### [Material for this exercise]
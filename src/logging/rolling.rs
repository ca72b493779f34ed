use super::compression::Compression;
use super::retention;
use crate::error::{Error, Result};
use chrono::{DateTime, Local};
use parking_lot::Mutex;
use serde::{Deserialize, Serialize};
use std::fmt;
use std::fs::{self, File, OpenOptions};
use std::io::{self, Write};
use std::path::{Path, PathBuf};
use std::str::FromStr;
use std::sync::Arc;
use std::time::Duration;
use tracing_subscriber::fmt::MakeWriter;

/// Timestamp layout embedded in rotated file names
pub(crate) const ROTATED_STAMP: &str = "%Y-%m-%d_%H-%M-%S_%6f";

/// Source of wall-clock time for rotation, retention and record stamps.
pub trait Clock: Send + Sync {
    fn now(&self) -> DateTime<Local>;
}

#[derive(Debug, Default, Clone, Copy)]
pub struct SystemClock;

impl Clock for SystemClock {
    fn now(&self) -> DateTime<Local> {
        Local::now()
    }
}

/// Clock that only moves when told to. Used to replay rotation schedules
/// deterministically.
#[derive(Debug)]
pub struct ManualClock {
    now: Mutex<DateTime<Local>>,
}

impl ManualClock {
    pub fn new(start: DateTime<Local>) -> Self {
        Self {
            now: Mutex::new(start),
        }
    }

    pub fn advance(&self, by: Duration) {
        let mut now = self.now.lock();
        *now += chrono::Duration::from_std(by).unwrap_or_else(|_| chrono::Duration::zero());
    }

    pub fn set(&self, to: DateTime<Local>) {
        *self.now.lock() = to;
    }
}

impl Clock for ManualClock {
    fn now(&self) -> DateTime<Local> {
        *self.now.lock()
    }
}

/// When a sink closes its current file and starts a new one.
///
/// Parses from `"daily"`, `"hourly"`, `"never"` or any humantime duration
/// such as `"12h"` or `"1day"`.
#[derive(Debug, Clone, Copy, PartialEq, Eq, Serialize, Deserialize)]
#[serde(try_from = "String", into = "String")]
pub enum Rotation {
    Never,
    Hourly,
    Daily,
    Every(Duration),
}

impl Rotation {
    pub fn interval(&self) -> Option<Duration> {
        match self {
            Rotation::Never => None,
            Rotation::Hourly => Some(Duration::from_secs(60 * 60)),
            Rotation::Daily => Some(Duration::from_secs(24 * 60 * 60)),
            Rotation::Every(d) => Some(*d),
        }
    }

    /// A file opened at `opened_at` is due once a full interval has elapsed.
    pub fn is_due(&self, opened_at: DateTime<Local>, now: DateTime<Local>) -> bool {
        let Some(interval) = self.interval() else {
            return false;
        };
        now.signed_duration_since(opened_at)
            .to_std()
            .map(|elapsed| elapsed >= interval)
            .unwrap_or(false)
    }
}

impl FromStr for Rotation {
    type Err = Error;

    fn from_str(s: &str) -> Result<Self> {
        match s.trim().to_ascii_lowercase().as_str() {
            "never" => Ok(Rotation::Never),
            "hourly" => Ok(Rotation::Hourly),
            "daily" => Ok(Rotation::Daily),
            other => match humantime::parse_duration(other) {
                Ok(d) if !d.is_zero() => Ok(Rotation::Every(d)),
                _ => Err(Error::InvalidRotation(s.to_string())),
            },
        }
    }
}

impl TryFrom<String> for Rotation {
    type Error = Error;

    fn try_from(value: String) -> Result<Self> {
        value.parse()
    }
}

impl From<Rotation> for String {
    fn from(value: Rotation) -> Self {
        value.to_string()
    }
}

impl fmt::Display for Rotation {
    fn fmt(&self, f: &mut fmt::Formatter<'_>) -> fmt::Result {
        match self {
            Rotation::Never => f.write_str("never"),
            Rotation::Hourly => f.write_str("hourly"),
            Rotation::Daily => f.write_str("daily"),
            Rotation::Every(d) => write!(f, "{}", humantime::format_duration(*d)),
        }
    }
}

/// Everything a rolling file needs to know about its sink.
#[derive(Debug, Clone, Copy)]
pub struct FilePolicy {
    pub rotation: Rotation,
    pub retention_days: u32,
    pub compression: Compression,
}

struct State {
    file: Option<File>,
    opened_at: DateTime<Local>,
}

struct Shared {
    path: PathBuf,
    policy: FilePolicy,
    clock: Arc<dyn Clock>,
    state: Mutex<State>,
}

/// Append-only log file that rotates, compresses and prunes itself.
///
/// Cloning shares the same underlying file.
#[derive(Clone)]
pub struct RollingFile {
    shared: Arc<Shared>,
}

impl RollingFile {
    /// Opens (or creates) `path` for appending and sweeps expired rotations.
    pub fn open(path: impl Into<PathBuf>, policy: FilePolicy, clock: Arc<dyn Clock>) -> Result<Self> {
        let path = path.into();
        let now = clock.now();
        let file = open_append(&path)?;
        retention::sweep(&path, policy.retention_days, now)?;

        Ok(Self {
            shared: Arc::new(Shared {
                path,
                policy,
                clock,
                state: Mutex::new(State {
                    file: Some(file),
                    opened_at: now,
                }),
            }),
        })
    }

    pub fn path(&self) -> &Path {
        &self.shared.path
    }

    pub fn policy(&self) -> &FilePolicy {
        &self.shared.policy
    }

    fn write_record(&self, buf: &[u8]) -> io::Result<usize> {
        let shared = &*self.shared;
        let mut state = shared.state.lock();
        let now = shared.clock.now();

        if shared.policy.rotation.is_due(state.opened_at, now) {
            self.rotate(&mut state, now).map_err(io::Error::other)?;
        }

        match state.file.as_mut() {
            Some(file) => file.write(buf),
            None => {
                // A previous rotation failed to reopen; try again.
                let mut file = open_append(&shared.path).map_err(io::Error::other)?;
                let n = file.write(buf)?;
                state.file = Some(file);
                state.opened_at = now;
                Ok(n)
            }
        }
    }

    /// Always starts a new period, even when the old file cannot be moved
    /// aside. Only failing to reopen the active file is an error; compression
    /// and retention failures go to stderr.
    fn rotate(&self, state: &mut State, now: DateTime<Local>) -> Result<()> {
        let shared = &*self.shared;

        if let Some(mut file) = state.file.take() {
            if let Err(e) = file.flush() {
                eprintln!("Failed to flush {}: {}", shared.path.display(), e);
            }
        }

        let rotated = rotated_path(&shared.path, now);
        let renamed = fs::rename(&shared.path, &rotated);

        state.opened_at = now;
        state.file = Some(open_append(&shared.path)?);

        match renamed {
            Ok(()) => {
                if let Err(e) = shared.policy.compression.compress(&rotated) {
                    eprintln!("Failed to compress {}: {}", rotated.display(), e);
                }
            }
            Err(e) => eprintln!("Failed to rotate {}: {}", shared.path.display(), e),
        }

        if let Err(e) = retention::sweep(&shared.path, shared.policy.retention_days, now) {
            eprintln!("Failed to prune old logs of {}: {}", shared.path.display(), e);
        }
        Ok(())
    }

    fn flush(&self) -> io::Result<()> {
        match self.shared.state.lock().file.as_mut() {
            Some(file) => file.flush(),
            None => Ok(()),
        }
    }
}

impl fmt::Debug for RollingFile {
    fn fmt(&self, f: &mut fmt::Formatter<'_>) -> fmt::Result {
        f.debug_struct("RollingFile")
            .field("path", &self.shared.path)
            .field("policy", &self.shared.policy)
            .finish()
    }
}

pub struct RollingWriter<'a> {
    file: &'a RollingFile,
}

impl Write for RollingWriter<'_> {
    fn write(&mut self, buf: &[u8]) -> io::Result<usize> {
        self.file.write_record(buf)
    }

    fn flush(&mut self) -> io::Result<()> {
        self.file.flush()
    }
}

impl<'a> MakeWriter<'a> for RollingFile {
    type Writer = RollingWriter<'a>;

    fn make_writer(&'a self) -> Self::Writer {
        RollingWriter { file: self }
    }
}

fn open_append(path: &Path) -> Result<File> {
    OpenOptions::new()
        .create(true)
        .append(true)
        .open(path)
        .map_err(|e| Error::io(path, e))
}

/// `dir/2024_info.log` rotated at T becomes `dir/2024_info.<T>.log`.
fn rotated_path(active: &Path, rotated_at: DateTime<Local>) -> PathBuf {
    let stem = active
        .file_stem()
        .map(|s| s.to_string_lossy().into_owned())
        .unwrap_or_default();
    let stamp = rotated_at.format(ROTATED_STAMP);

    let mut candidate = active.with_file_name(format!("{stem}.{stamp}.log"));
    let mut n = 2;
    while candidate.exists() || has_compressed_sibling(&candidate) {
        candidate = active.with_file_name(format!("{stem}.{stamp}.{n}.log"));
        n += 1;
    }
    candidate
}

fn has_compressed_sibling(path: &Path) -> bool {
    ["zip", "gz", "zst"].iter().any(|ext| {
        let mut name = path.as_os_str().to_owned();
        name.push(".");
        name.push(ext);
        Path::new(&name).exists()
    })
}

### [What is required]
Please, from the entries above, set down exactly the lines from the one containing "same underlying file." through the one containing "fn write_record(&self, buf: &[u8])", and only those.

### [Solution to this exercise]
/// Cloning shares the same underlying file.
#[derive(Clone)]
pub struct RollingFile {
    shared: Arc<Shared>,
}

impl RollingFile {
    /// Opens (or creates) `path` for appending and sweeps expired rotations.
    pub fn open(path: impl Into<PathBuf>, policy: FilePolicy, clock: Arc<dyn Clock>) -> Result<Self> {
        let path = path.into();
        let now = clock.now();
        let file = open_append(&path)?;
        retention::sweep(&path, policy.retention_days, now)?;

        Ok(Self {
            shared: Arc::new(Shared {
                path,
                policy,
                clock,
                state: Mutex::new(State {
                    file: Some(file),
                    opened_at: now,
                }),
            }),
        })
    }

    pub fn path(&self) -> &Path {
        &self.shared.path
    }

    pub fn policy(&self) -> &FilePolicy {
        &self.shared.policy
    }

    fn write_record(&self, buf: &[u8]) -> io::Result<usize> {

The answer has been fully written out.